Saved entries
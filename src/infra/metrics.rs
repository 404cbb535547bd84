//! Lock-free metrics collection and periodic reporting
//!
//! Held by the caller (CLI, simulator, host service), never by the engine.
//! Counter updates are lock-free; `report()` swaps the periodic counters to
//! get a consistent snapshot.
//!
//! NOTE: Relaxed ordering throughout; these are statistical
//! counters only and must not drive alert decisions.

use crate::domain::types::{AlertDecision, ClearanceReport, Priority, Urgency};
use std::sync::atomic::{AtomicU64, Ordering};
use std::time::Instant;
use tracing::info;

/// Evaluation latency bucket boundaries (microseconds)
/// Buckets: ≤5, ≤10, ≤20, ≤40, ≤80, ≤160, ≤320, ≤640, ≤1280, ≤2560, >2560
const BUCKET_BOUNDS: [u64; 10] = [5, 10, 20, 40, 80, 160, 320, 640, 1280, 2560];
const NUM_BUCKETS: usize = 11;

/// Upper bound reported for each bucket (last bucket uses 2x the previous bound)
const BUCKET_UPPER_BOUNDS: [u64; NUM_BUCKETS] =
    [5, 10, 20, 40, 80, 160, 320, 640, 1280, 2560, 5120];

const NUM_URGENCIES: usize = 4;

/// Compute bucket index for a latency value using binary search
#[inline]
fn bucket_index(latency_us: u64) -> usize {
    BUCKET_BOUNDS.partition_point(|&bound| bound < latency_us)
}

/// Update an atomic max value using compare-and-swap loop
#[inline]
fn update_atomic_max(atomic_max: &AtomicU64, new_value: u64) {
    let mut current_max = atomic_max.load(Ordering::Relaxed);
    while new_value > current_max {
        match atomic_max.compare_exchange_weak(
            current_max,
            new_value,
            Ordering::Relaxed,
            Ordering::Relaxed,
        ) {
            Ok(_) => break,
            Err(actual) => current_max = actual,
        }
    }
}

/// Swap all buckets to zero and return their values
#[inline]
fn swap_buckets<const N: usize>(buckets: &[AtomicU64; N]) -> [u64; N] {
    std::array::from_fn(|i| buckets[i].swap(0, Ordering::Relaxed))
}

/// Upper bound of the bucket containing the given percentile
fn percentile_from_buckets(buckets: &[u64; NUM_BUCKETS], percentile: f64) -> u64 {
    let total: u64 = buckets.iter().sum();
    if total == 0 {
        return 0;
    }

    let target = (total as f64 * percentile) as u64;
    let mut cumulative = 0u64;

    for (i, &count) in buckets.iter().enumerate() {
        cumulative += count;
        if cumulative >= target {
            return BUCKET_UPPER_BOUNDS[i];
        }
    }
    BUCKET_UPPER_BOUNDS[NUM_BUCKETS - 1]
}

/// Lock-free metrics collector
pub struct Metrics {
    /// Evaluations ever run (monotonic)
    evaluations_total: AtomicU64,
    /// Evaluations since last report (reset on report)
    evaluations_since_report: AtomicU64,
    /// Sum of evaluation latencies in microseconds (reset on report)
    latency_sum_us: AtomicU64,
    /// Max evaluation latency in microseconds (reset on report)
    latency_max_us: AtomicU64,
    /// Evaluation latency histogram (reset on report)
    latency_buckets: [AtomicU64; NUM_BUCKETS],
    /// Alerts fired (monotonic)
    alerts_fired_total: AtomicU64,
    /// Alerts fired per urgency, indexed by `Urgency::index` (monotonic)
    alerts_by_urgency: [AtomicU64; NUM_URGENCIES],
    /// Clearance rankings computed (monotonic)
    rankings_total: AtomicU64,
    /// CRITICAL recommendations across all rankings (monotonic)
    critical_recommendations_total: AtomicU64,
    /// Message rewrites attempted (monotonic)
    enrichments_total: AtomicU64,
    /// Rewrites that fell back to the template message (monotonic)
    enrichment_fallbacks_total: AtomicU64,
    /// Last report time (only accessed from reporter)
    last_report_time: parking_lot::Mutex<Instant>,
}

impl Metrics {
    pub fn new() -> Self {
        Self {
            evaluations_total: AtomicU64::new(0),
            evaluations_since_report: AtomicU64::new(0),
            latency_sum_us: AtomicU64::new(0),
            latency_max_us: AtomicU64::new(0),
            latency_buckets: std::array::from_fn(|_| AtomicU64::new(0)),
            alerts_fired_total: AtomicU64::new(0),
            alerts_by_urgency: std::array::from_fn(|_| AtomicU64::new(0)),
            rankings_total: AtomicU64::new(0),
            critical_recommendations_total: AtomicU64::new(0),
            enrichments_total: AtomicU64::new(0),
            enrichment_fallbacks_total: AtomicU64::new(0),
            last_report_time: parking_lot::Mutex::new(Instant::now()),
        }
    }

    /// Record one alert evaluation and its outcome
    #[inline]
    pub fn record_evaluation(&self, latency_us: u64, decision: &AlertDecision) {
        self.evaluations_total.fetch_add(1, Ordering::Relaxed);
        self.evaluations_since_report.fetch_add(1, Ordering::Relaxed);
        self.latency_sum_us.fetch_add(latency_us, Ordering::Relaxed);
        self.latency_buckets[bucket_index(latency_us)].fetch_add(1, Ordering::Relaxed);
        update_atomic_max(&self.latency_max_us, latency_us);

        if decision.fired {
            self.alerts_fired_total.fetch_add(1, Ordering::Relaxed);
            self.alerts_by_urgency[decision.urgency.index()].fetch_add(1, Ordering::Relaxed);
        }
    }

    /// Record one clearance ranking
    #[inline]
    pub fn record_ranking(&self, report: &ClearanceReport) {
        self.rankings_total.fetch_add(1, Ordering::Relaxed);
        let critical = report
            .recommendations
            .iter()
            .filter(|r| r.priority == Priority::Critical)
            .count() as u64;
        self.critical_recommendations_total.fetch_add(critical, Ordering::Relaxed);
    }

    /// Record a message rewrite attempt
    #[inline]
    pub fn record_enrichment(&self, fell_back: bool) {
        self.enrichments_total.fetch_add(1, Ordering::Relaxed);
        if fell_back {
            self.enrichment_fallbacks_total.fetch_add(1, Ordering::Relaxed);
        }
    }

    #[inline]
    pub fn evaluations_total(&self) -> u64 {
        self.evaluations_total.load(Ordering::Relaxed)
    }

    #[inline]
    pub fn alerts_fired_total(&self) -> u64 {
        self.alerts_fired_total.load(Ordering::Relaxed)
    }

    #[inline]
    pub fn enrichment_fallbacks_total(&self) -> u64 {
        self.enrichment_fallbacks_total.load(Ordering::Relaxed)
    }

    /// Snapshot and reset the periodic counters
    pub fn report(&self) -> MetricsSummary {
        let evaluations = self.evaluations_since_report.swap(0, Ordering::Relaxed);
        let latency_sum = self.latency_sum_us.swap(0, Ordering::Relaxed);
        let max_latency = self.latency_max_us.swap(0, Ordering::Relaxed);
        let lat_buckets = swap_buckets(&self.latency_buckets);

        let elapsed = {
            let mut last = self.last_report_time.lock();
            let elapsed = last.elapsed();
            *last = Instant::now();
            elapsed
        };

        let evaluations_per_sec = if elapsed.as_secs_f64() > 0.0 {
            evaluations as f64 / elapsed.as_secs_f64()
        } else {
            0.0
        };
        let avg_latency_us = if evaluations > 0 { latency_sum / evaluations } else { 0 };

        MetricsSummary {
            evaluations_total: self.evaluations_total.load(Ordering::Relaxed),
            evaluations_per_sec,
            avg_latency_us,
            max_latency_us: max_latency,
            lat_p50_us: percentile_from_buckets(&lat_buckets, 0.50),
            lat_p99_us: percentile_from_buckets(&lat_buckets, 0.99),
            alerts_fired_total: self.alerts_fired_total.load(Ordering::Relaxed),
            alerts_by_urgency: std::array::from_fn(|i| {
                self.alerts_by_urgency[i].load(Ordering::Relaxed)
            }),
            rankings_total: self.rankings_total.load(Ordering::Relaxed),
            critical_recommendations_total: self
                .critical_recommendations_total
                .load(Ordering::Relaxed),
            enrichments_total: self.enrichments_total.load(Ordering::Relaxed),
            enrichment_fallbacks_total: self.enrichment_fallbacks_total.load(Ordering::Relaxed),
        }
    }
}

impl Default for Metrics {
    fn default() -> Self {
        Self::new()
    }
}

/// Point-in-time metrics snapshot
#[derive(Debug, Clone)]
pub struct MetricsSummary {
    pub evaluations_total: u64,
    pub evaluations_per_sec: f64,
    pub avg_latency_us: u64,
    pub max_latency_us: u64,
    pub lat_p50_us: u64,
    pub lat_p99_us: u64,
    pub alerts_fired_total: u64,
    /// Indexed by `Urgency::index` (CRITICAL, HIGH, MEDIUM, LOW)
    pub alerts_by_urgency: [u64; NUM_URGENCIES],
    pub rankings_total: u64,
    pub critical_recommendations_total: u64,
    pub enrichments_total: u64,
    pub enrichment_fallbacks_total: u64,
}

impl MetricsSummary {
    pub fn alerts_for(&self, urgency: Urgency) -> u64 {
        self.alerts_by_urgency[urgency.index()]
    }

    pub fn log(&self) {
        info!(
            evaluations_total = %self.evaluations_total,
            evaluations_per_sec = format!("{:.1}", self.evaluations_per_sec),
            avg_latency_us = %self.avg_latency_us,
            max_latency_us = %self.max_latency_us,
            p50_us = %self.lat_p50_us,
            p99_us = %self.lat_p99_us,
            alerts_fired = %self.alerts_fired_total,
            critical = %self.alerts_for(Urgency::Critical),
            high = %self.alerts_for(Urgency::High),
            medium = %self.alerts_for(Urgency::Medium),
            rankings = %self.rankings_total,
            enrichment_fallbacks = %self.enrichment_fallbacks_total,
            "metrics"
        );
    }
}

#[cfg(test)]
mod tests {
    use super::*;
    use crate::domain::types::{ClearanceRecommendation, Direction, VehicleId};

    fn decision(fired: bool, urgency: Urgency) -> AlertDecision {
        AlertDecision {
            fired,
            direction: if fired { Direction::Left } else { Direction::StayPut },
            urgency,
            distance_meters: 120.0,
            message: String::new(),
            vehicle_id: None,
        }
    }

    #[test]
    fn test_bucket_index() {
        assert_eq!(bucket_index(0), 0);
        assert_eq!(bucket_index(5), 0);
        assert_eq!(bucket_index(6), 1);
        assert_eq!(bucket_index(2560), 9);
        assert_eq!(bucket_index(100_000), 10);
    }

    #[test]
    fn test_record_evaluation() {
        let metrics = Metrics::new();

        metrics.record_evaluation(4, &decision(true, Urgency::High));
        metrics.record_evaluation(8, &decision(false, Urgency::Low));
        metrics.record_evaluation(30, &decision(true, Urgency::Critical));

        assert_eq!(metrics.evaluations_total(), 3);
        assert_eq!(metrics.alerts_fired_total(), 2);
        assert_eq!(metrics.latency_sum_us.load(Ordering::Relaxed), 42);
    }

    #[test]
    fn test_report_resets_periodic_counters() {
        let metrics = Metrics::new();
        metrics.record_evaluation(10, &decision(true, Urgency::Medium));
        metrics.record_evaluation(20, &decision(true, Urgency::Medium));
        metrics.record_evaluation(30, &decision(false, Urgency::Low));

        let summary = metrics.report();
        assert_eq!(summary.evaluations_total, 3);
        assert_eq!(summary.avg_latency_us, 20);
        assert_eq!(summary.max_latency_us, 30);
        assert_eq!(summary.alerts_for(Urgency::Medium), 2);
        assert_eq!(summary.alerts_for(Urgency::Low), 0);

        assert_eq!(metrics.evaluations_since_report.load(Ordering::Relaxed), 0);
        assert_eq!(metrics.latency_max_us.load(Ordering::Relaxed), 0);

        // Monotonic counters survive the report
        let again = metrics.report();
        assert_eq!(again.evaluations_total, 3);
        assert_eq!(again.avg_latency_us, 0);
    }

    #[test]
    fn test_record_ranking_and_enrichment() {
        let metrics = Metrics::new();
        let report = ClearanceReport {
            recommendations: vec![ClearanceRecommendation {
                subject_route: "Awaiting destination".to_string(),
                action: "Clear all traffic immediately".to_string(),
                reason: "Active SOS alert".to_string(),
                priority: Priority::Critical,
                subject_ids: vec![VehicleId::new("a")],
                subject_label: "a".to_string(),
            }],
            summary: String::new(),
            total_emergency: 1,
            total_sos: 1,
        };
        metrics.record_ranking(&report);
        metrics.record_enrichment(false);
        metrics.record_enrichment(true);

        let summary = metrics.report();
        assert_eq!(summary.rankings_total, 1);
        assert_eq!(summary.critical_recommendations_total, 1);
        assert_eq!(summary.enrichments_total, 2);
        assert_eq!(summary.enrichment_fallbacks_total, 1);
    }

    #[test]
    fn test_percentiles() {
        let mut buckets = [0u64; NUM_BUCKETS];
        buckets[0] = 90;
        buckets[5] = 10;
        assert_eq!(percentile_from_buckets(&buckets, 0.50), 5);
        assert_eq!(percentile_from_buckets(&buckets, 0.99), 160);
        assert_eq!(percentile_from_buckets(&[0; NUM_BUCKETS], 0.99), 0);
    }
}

— Action item —
Write out exactly the lines above between the line with "const BUCKET_UPPER_BOUNDS: [u64;" and the line with "let mut cumulative = 0u64;", inclusive, and nothing beyond them.

— Answer area —
const BUCKET_UPPER_BOUNDS: [u64; NUM_BUCKETS] =
    [5, 10, 20, 40, 80, 160, 320, 640, 1280, 2560, 5120];

const NUM_URGENCIES: usize = 4;

/// Compute bucket index for a latency value using binary search
#[inline]
fn bucket_index(latency_us: u64) -> usize {
    BUCKET_BOUNDS.partition_point(|&bound| bound < latency_us)
}

/// Update an atomic max value using compare-and-swap loop
#[inline]
fn update_atomic_max(atomic_max: &AtomicU64, new_value: u64) {
    let mut current_max = atomic_max.load(Ordering::Relaxed);
    while new_value > current_max {
        match atomic_max.compare_exchange_weak(
            current_max,
            new_value,
            Ordering::Relaxed,
            Ordering::Relaxed,
        ) {
            Ok(_) => break,
            Err(actual) => current_max = actual,
        }
    }
}

/// Swap all buckets to zero and return their values
#[inline]
fn swap_buckets<const N: usize>(buckets: &[AtomicU64; N]) -> [u64; N] {
    std::array::from_fn(|i| buckets[i].swap(0, Ordering::Relaxed))
}

/// Upper bound of the bucket containing the given percentile
fn percentile_from_buckets(buckets: &[u64; NUM_BUCKETS], percentile: f64) -> u64 {
    let total: u64 = buckets.iter().sum();
    if total == 0 {
        return 0;
    }

    let target = (total as f64 * percentile) as u64;
    let mut cumulative = 0u64;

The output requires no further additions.